Task prompt: Scan the entries for the word "tracing" and return every line that has it.

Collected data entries
******

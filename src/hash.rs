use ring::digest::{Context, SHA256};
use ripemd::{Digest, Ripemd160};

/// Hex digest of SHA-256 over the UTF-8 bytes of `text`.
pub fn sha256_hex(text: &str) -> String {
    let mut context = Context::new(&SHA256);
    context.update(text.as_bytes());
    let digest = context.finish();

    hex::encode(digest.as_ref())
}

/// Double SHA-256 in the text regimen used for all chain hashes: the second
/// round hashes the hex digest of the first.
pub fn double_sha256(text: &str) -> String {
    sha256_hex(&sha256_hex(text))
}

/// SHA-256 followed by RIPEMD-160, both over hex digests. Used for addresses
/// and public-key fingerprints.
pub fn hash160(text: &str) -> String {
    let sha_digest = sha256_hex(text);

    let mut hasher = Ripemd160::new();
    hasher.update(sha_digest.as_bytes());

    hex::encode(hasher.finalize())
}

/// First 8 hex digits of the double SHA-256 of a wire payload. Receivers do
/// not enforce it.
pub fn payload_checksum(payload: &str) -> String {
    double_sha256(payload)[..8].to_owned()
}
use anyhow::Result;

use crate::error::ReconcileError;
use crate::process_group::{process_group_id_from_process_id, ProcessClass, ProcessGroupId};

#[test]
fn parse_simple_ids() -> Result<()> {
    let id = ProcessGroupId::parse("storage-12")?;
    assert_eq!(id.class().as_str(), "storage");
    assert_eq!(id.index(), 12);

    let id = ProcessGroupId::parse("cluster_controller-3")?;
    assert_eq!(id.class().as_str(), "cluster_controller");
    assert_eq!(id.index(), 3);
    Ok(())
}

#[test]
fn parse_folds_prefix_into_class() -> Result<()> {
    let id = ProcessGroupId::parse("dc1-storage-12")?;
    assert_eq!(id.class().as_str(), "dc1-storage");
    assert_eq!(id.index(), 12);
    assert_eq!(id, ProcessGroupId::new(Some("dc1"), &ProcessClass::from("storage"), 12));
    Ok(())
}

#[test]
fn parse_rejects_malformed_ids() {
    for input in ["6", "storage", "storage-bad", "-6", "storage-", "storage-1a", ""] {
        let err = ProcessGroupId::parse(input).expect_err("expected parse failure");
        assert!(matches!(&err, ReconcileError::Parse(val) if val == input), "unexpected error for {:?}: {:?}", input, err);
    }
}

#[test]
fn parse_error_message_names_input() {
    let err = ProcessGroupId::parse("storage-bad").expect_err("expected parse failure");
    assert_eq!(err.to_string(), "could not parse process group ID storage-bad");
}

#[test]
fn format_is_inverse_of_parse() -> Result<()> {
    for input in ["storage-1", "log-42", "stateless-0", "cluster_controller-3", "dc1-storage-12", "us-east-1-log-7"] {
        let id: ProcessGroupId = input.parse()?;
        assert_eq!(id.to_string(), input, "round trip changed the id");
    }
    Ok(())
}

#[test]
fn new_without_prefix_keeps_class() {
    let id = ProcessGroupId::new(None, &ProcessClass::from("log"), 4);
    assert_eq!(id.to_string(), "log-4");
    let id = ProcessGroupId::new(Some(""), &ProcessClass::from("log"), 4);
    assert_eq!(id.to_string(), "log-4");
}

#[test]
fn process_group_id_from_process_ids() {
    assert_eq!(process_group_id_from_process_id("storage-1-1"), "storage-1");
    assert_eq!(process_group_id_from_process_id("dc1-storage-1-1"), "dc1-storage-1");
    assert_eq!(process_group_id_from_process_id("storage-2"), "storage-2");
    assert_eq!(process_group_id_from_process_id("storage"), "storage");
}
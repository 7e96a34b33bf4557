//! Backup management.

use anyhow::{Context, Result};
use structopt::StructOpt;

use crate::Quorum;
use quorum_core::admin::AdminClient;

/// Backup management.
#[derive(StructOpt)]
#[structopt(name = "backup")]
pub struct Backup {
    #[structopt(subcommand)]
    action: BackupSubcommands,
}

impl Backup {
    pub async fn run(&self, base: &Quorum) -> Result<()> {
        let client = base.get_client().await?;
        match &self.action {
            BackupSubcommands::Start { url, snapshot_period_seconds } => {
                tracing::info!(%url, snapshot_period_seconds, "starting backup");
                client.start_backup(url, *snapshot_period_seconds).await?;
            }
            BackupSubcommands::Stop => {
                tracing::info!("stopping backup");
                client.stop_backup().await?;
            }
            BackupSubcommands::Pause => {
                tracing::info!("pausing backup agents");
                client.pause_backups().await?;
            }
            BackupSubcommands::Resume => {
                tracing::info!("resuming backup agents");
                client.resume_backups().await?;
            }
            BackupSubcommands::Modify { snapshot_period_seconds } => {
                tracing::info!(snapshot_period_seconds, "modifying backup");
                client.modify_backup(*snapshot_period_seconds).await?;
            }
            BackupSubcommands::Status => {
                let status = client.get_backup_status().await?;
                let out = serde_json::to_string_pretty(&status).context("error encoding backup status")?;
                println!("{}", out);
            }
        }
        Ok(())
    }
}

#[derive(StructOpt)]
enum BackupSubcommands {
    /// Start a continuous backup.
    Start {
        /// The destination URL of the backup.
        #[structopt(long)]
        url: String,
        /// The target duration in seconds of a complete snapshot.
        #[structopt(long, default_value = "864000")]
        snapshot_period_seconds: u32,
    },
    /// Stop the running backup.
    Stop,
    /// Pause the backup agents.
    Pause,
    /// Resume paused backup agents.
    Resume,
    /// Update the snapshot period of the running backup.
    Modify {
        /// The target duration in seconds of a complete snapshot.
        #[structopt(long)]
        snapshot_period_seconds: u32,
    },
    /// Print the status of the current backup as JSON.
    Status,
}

******

Task result:
                tracing::info!(%url, snapshot_period_seconds, "starting backup");
                tracing::info!("stopping backup");
                tracing::info!("pausing backup agents");
                tracing::info!("resuming backup agents");
                tracing::info!(snapshot_period_seconds, "modifying backup");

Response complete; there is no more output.